Multi-tenancy with SQLAlchemy - python

I've got a web-application which is built with Pyramid/SQLAlchemy/Postgresql and allows users to manage some data, and that data is almost completely independent for different users. Say, Alice visits alice.domain.com and is able to upload pictures and documents, and Bob visits bob.domain.com and is also able to upload pictures and documents. Alice never sees anything created by Bob and vice versa (this is a simplified example, there may be a lot of data in multiple tables really, but the idea is the same).
Now, the most straightforward option to organize the data in the DB backend is to use a single database, where each table (pictures and documents) has user_id field, so, basically, to get all Alice's pictures, I can do something like
user_id = _figure_out_user_id_from_domain_name(request)
pictures = session.query(Picture).filter(Picture.user_id==user_id).all()
This is all easy and simple, however there are some disadvantages
I need to remember to always use additional filter condition when making queries, otherwise Alice may see Bob's pictures;
If there are many users the tables may grow huge
It may be tricky to split the web application between multiple machines
So I'm thinking it would be really nice to somehow split the data per-user. I can think of two approaches:
Have separate tables for Alice's and Bob's pictures and documents within the same database (Postgres' Schemas seems to be a correct approach to use in this case):
documents_alice
documents_bob
pictures_alice
pictures_bob
and then, using some dark magic, "route" all queries to one or to the other table according to the current request's domain:
_use_dark_magic_to_configure_sqlalchemy('alice.domain.com')
pictures = session.query(Picture).all() # selects all Alice's pictures from "pictures_alice" table
...
_use_dark_magic_to_configure_sqlalchemy('bob.domain.com')
pictures = session.query(Picture).all() # selects all Bob's pictures from "pictures_bob" table
Use a separate database for each user:
- database_alice
- pictures
- documents
- database_bob
- pictures
- documents
which seems like the cleanest solution, but I'm not sure if multiple database connections would require much more RAM and other resources, limiting the number of possible "tenants".
So, the question is, does it all make sense? If yes, how do I configure SQLAlchemy to either modify the table names dynamically on each HTTP request (for option 1) or to maintain a pool of connections to different databases and use the correct connection for each request (for option 2)?

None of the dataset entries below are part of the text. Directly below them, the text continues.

//! Arbitrage Receiver
//!
//! Buys at `buy_price`, sells at `sell_price` and repays out of the
//! proceeds. A spread that does not cover the flash fee is reported as a
//! failed callback so the whole loan unwinds.

use borsh::{BorshDeserialize, BorshSerialize};
use serde::{Deserialize, Serialize};

use flashstack_common::{
    constants::token::ONE, CallbackContext, CallbackReceipt, FlashReceiver, FlashStackError,
    FlashStackResult,
};

/// Outcome of an arbitrage evaluation
#[derive(Debug, Clone, Copy, PartialEq, Eq, Serialize, Deserialize, BorshSerialize, BorshDeserialize)]
pub struct ArbitrageResult {
    pub flash_amount: u64,
    pub tokens_bought: u64,
    pub proceeds: u64,
    pub gross_profit: u64,
    pub fee: u64,
    pub net_profit: u64,
    pub is_profitable: bool,
}

/// Evaluate a buy/sell round trip on `flash_amount` with `fee` owed.
///
/// Prices are quoted with 8 decimals.
pub fn process_arbitrage(
    flash_amount: u64,
    fee: u64,
    buy_price: u64,
    sell_price: u64,
) -> FlashStackResult<ArbitrageResult> {
    if buy_price == 0 {
        return Err(FlashStackError::InvalidAmount {
            amount: buy_price,
            reason: flashstack_common::AmountErrorReason::Zero,
        });
    }

    let tokens_bought = (flash_amount as u128 * ONE as u128) / buy_price as u128;
    let proceeds = (tokens_bought * sell_price as u128) / ONE as u128;
    let gross_profit = proceeds.saturating_sub(flash_amount as u128);
    let net_profit = gross_profit.saturating_sub(fee as u128);

    Ok(ArbitrageResult {
        flash_amount,
        tokens_bought: tokens_bought.min(u64::MAX as u128) as u64,
        proceeds: proceeds.min(u64::MAX as u128) as u64,
        gross_profit: gross_profit.min(u64::MAX as u128) as u64,
        fee,
        net_profit: net_profit.min(u64::MAX as u128) as u64,
        is_profitable: net_profit > 0,
    })
}

#[derive(Debug, Clone, PartialEq, Eq)]
pub struct ArbitrageReceiver {
    buy_price: u64,
    sell_price: u64,
    trades: u64,
    last_result: Option<ArbitrageResult>,
}

impl ArbitrageReceiver {
    pub fn new(buy_price: u64, sell_price: u64) -> Self {
        Self {
            buy_price,
            sell_price,
            trades: 0,
            last_result: None,
        }
    }

    pub fn set_prices(&mut self, buy_price: u64, sell_price: u64) {
        self.buy_price = buy_price;
        self.sell_price = sell_price;
    }

    /// Profitable trades that settled
    pub fn trades(&self) -> u64 {
        self.trades
    }

    pub fn last_result(&self) -> Option<&ArbitrageResult> {
        self.last_result.as_ref()
    }
}

impl FlashReceiver for ArbitrageReceiver {
    fn execute_flash(
        &mut self,
        ctx: &mut CallbackContext<'_>,
        amount: u64,
        fee: u64,
    ) -> FlashStackResult<CallbackReceipt> {
        let result = process_arbitrage(amount, fee, self.buy_price, self.sell_price)?;
        if !result.is_profitable {
            return Ok(CallbackReceipt::failed());
        }

        self.trades += 1;
        self.last_result = Some(result);
        Ok(CallbackReceipt::repaid(ctx.balance()))
    }
}
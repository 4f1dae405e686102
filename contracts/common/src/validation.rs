//! Validation Helpers for FlashStack Protocol
//!
//! ## Usage
//!
//! ```rust,ignore
//! use flashstack_common::validation::check;
//!
//! check!(!config.paused, FlashStackError::Paused);
//! ```

use crate::errors::{AmountErrorReason, FlashStackError, FlashStackResult};

/// Check a condition and return an error if it fails.
///
/// # Examples
///
/// ```rust,ignore
/// check!(
///     amount <= maximum,
///     FlashStackError::LoanTooLarge { amount, maximum }
/// );
/// ```
#[macro_export]
macro_rules! check {
    ($condition:expr, $error:expr) => {
        if !($condition) {
            return Err($error);
        }
    };
}

pub use check;

/// Reject zero amounts with `INVALID_AMOUNT`
pub fn require_positive(amount: u64) -> FlashStackResult<u64> {
    check!(
        amount > 0,
        FlashStackError::InvalidAmount {
            amount,
            reason: AmountErrorReason::Zero,
        }
    );
    Ok(amount)
}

After pondering on jd's answer I was able to achieve the same result for postgresql 9.2, sqlalchemy 0.8, and flask 0.9 framework:
from sqlalchemy import event
from sqlalchemy.pool import Pool
#event.listens_for(Pool, 'checkout')
def on_pool_checkout(dbapi_conn, connection_rec, connection_proxy):
tenant_id = session.get('tenant_id')
cursor = dbapi_conn.cursor()
if tenant_id is None:
cursor.execute("SET search_path TO public, shared;")
else:
cursor.execute("SET search_path TO t" + str(tenant_id) + ", shared;")
dbapi_conn.commit()
cursor.close()

Ok, I've ended up with modifying search_path in the beginning of every request, using Pyramid's NewRequest event:
from pyramid import events
def on_new_request(event):
schema_name = _figire_out_schema_name_from_request(event.request)
DBSession.execute("SET search_path TO %s" % schema_name)
def app(global_config, **settings):
""" This function returns a WSGI application.
It is usually called by the PasteDeploy framework during
``paster serve``.
"""
....
config.add_subscriber(on_new_request, events.NewRequest)
return config.make_wsgi_app()
Works really well, as long as you leave transaction management to Pyramid (i.e. do not commit/roll-back transactions manually, letting Pyramid to do that at the end of request) - which is ok as committing transactions manually is not a good approach anyway.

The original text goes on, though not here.